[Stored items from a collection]
:::

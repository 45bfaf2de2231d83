//! The actor system: a process-wide singleton address space (name, start
//! time, config, root children) with a two-phase `shutdown()` (stop
//! accepting new work, then wait for the user root to drain).

use std::sync::atomic::{AtomicU64, Ordering};
use std::sync::{Arc, Mutex};
use std::time::Instant;

use dashmap::DashMap;
use tracing::{debug, info};

use super::cell::AnyRef;
use super::dead_letter::{DeadLetter, DeadLetterSink};
use super::mailbox::{self, SpawnedCell};
use super::pid::Pid;
use super::props::Props;
use super::Actor;
use crate::bus::EventBus;
use crate::config::RuntimeConfig;
use crate::error::{CoreError, Result};

struct Inner {
    name: String,
    started_at: Instant,
    config: RuntimeConfig,
    registry: DashMap<String, AnyRef>,
    root_children: Mutex<Vec<AnyRef>>,
    bus: Arc<EventBus>,
    dead_letters: DeadLetterSink,
    next_tmp: AtomicU64,
}

/// A cheaply-cloneable handle to the running actor system. Every clone
/// refers to the same registry, root, and bus.
#[derive(Clone)]
pub struct ActorSystem {
    inner: Arc<Inner>,
}

impl ActorSystem {
    pub fn new(name: impl Into<String>, config: RuntimeConfig) -> Self {
        let name = name.into();
        if config.debug {
            info!(system = %name, "starting actor system");
        }
        let bus = Arc::new(EventBus::new(config.bus.clone()));
        ActorSystem {
            inner: Arc::new(Inner {
                name,
                started_at: Instant::now(),
                config,
                registry: DashMap::new(),
                root_children: Mutex::new(Vec::new()),
                bus,
                dead_letters: DeadLetterSink::new(),
                next_tmp: AtomicU64::new(0),
            }),
        }
    }

    pub fn name(&self) -> &str {
        &self.inner.name
    }

    pub fn uptime(&self) -> std::time::Duration {
        self.inner.started_at.elapsed()
    }

    pub fn config(&self) -> &RuntimeConfig {
        &self.inner.config
    }

    pub fn bus(&self) -> Arc<EventBus> {
        self.inner.bus.clone()
    }

    /// Subscribes to messages the runtime could not deliver (target
    /// stopped, or a full mailbox under the configured overflow policy).
    pub fn dead_letters(&self) -> tokio::sync::broadcast::Receiver<DeadLetter> {
        self.inner.dead_letters.subscribe()
    }

    pub(crate) fn dead_letter_sink(&self) -> DeadLetterSink {
        self.inner.dead_letters.clone()
    }

    pub(crate) fn register(&self, pid: &Pid, any_ref: AnyRef) {
        self.inner.registry.insert(pid.path().to_string(), any_ref);
    }

    pub(crate) fn deregister(&self, pid: &Pid) {
        self.inner.registry.remove(pid.path());
    }

    /// Looks up a live actor by its full path (`ActorSelection`).
    pub fn select(&self, path: &str) -> Option<AnyRef> {
        self.inner.registry.get(path).map(|e| e.value().clone())
    }

    /// Resolves `base_path` to a path not currently in the registry.
    /// Under the default (non-strict) policy, a collision is resolved by
    /// suffixing (`-2`, `-3`, ...) rather than failing; `strict_unique_naming`
    /// makes any collision a hard `DuplicateName` error instead.
    fn reserve(&self, base_path: &str) -> Result<String> {
        if !self.inner.registry.contains_key(base_path) {
            return Ok(base_path.to_string());
        }
        if self.inner.config.strict_unique_naming {
            return Err(CoreError::DuplicateName(base_path.to_string()));
        }
        let mut suffix = 2u32;
        loop {
            let candidate = format!("{base_path}-{suffix}");
            if !self.inner.registry.contains_key(&candidate) {
                return Ok(candidate);
            }
            suffix += 1;
        }
    }

    /// Spawns a top-level actor under `/user`.
    pub fn spawn_root<A: Actor>(&self, props: Props<A>) -> Result<super::ActorRef<A::Msg>> {
        let base = format!("/user/{}", props.name);
        let path = self.reserve(&base)?;
        let pid = Pid::new(path);
        let spawned: SpawnedCell<A> = mailbox::spawn(props, pid, None, self.clone());
        self.inner.root_children.lock().unwrap().push(spawned.any_ref.clone());
        Ok(spawned.actor_ref)
    }

    /// Spawns a child of `parent_path`/`parent_any`. Used by
    /// `Context::spawn_child`; not called directly by application code.
    pub(crate) fn spawn_child<A: Actor>(
        &self,
        parent_path: &str,
        parent_any: AnyRef,
        props: Props<A>,
    ) -> Result<SpawnedCell<A>> {
        let base = format!("{parent_path}/{}", props.name);
        let path = self.reserve(&base)?;
        let pid = Pid::new(path);
        Ok(mailbox::spawn(props, pid, Some(parent_any), self.clone()))
    }

    /// Allocates a name-scoped id for ephemeral actors (e.g. the
    /// temporary reply actors behind `request`).
    pub(crate) fn next_tmp_id(&self) -> u64 {
        self.inner.next_tmp.fetch_add(1, Ordering::Relaxed)
    }

    /// Stops every root actor and waits (bounded by the configured
    /// shutdown deadline) for the tree to drain before closing the bus.
    pub async fn shutdown(&self) {
        debug!(system = %self.inner.name, "shutdown: stopping root actors");
        let roots: Vec<AnyRef> = self.inner.root_children.lock().unwrap().clone();
        for root in &roots {
            root.tell_system(super::message::SystemMsg::PoisonPill);
        }

        let deadline = self.inner.config.shutdown_deadline();
        let waited = tokio::time::timeout(deadline, async {
            loop {
                if self.inner.registry.is_empty() {
                    break;
                }
                tokio::time::sleep(std::time::Duration::from_millis(10)).await;
            }
        })
        .await;

        if waited.is_err() {
            debug!(system = %self.inner.name, "shutdown deadline elapsed with actors still draining");
        }

        self.inner.bus.close().await;
    }
}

:::

YOUR OBJECTIVE |
Set down each line exactly as it appears, starting at the top of the data and ending at the line containing "use dashmap::DashMap;", and include no other lines.

RESULT OF THIS EXERCISE |
repository 45bfaf2de2231d83
//! The actor system: a process-wide singleton address space (name, start
//! time, config, root children) with a two-phase `shutdown()` (stop
//! accepting new work, then wait for the user root to drain).

use std::sync::atomic::{AtomicU64, Ordering};
use std::sync::{Arc, Mutex};
use std::time::Instant;

use dashmap::DashMap;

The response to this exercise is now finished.